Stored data
————

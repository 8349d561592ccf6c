// SPDX-License-Identifier: AGPL-3.0-or-later
// © 2025 Ryo ∴ SpiralArchitect (kishkavsesvit@icloud.com)
// Part of SpiralTorch — Licensed under AGPL-3.0-or-later.
// Unauthorized derivative works or closed redistribution prohibited under AGPL §13.

#![allow(dead_code)]

use convnp_nn::{Batch, DataGenerator, ModelConfig, ModelKind, NoiseKind, Result, Tensor};
use rand::rngs::StdRng;
use rand::{Rng, SeedableRng};

/// Tasks drawn from `y = sin(x)` with inputs uniform on `[-2, 2]`.
pub struct SineGenerator {
    rng: StdRng,
    pub batch_size: usize,
    pub num_context: usize,
    pub num_target: usize,
}

impl SineGenerator {
    pub fn new(seed: u64, batch_size: usize, num_context: usize, num_target: usize) -> Self {
        Self {
            rng: StdRng::seed_from_u64(seed),
            batch_size,
            num_context,
            num_target,
        }
    }

    fn locations(&mut self, n: usize) -> Vec<f64> {
        (0..n * self.batch_size)
            .map(|_| self.rng.gen_range(-2.0..2.0))
            .collect()
    }
}

impl DataGenerator for SineGenerator {
    fn generate(&mut self) -> Result<Batch> {
        let (nc, nt, b) = (self.num_context, self.num_target, self.batch_size);
        let xc = self.locations(nc);
        let xt = self.locations(nt);
        let yc: Vec<f64> = xc.iter().map(|x| x.sin()).collect();
        let yt: Vec<f64> = xt.iter().map(|x| x.sin()).collect();
        Batch::new(
            Tensor::from_shape_vec(&[nc, 1, b], xc)?,
            Tensor::from_shape_vec(&[nc, 1, b], yc)?,
            Tensor::from_shape_vec(&[nt, 1, b], xt)?,
            Tensor::from_shape_vec(&[nt, 1, b], yt)?,
        )
    }
}

/// Small architecture that keeps the tests fast.
pub fn small_config(kind: ModelKind, noise: NoiseKind) -> ModelConfig {
    ModelConfig {
        kind,
        noise,
        points_per_unit: 8.0,
        margin: 0.5,
        receptive_field: 1.0,
        num_layers: 2,
        num_channels: 8,
        latent_channels: 4,
        num_samples: 3,
        seed: Some(17),
        ..ModelConfig::default()
    }
}
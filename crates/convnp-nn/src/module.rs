// SPDX-License-Identifier: AGPL-3.0-or-later
// © 2025 Ryo ∴ SpiralArchitect (kishkavsesvit@icloud.com)
// Part of SpiralTorch — Licensed under AGPL-3.0-or-later.
// Unauthorized derivative works or closed redistribution prohibited under AGPL §13.

use std::collections::HashMap;
use std::fmt;

use convnp_core::{Error, Result, Tensor};
use ndarray::ArrayD;

/// Trainable leaf tensor with a stable, namespaced name.
pub struct Parameter {
    name: String,
    value: Tensor,
}

impl fmt::Debug for Parameter {
    fn fmt(&self, f: &mut fmt::Formatter<'_>) -> fmt::Result {
        write!(
            f,
            "Parameter(name={},shape={:?},has_grad={})",
            self.name,
            self.value.shape(),
            self.value.grad().is_some()
        )
    }
}

impl Parameter {
    /// Creates a parameter that records gradients.
    pub fn new(name: impl Into<String>, value: ArrayD<f64>) -> Self {
        Self {
            name: name.into(),
            value: Tensor::parameter(value),
        }
    }

    /// Returns the identifier assigned to the parameter.
    pub fn name(&self) -> &str {
        &self.name
    }

    /// Tensor handle to pass into operations.
    pub fn value(&self) -> &Tensor {
        &self.value
    }

    /// Gradient accumulated by the last backward passes, if any.
    pub fn gradient(&self) -> Option<ArrayD<f64>> {
        self.value.grad()
    }

    pub fn zero_gradient(&self) {
        self.value.zero_grad();
    }

    /// Squared L2 norm of the accumulated gradient.
    pub fn gradient_norm_sq(&self) -> f64 {
        self.value
            .grad()
            .map(|grad| grad.iter().map(|g| g * g).sum())
            .unwrap_or(0.0)
    }

    /// Plain gradient descent step followed by clearing the accumulator.
    pub fn apply_step(&mut self, learning_rate: f64) -> Result<()> {
        if let Some(grad) = self.value.grad() {
            let updated = self.value.data() - &(grad * learning_rate);
            self.value.set_data(updated)?;
            self.value.zero_grad();
        }
        Ok(())
    }

    /// Overwrites the value, keeping the shape.
    pub fn load_value(&mut self, value: &Tensor) -> Result<()> {
        self.value.set_data(value.data())
    }
}

/// Container of named parameters.
pub trait Module {
    /// Visits immutable parameters.
    fn visit_parameters(&self, visitor: &mut dyn FnMut(&Parameter) -> Result<()>) -> Result<()>;

    /// Visits mutable parameters.
    fn visit_parameters_mut(
        &mut self,
        visitor: &mut dyn FnMut(&mut Parameter) -> Result<()>,
    ) -> Result<()>;

    /// Applies a gradient descent step to every parameter.
    fn apply_step(&mut self, learning_rate: f64) -> Result<()> {
        self.visit_parameters_mut(&mut |param| param.apply_step(learning_rate))
    }

    /// Clears accumulated gradients across every parameter.
    fn zero_grad(&mut self) -> Result<()> {
        self.visit_parameters_mut(&mut |param| {
            param.zero_gradient();
            Ok(())
        })
    }

    /// Global L2 norm of the accumulated gradients.
    fn gradient_norm(&self) -> Result<f64> {
        let mut total = 0.0;
        self.visit_parameters(&mut |param| {
            total += param.gradient_norm_sq();
            Ok(())
        })?;
        Ok(total.sqrt())
    }

    /// Total number of scalar parameters.
    fn num_parameters(&self) -> Result<usize> {
        let mut total = 0;
        self.visit_parameters(&mut |param| {
            total += param.value().len();
            Ok(())
        })?;
        Ok(total)
    }

    /// Captures a snapshot of all parameters keyed by their names.
    fn state_dict(&self) -> Result<HashMap<String, Tensor>> {
        let mut state = HashMap::new();
        self.visit_parameters(&mut |param| {
            state.insert(param.name().to_string(), param.value().detach());
            Ok(())
        })?;
        Ok(state)
    }

    /// Restores parameters from a state dictionary produced by [`Module::state_dict`].
    fn load_state_dict(&mut self, state: &HashMap<String, Tensor>) -> Result<()> {
        self.visit_parameters_mut(&mut |param| {
            let Some(value) = state.get(param.name()) else {
                return Err(Error::MissingParameter {
                    name: param.name().to_string(),
                });
            };
            param.load_value(value)
        })
    }
}

#[cfg(test)]
mod tests {
    use super::*;
    use ndarray::IxDyn;

    struct Pair {
        a: Parameter,
        b: Parameter,
    }

    impl Module for Pair {
        fn visit_parameters(&self, visitor: &mut dyn FnMut(&Parameter) -> Result<()>) -> Result<()> {
            visitor(&self.a)?;
            visitor(&self.b)
        }

        fn visit_parameters_mut(
            &mut self,
            visitor: &mut dyn FnMut(&mut Parameter) -> Result<()>,
        ) -> Result<()> {
            visitor(&mut self.a)?;
            visitor(&mut self.b)
        }
    }

    fn pair() -> Pair {
        Pair {
            a: Parameter::new("pair::a", ArrayD::from_elem(IxDyn(&[2]), 1.0)),
            b: Parameter::new("pair::b", ArrayD::from_elem(IxDyn(&[1, 3]), -1.0)),
        }
    }

    #[test]
    fn step_descends_and_clears_gradients() {
        let mut module = pair();
        module.a.value().backward().unwrap();
        assert_eq!(module.gradient_norm().unwrap(), 2f64.sqrt());
        module.apply_step(0.5).unwrap();
        assert_eq!(module.a.value().to_vec(), vec![0.5, 0.5]);
        assert_eq!(module.b.value().to_vec(), vec![-1.0; 3]);
        assert!(module.a.gradient().is_none());
    }

    #[test]
    fn state_dict_round_trip_and_missing_names() {
        let mut module = pair();
        let state = module.state_dict().unwrap();
        assert_eq!(module.num_parameters().unwrap(), 5);
        module.a.value().backward().unwrap();
        module.apply_step(1.0).unwrap();
        module.load_state_dict(&state).unwrap();
        assert_eq!(module.a.value().to_vec(), vec![1.0, 1.0]);

        let mut partial = state.clone();
        partial.remove("pair::b");
        assert!(matches!(
            module.load_state_dict(&partial),
            Err(Error::MissingParameter { name }) if name == "pair::b"
        ));
    }
}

————

Scan the data above and report each line in which "with" is present.

**Response**
/// Tasks drawn from `y = sin(x)` with inputs uniform on `[-2, 2]`.
/// Trainable leaf tensor with a stable, namespaced name.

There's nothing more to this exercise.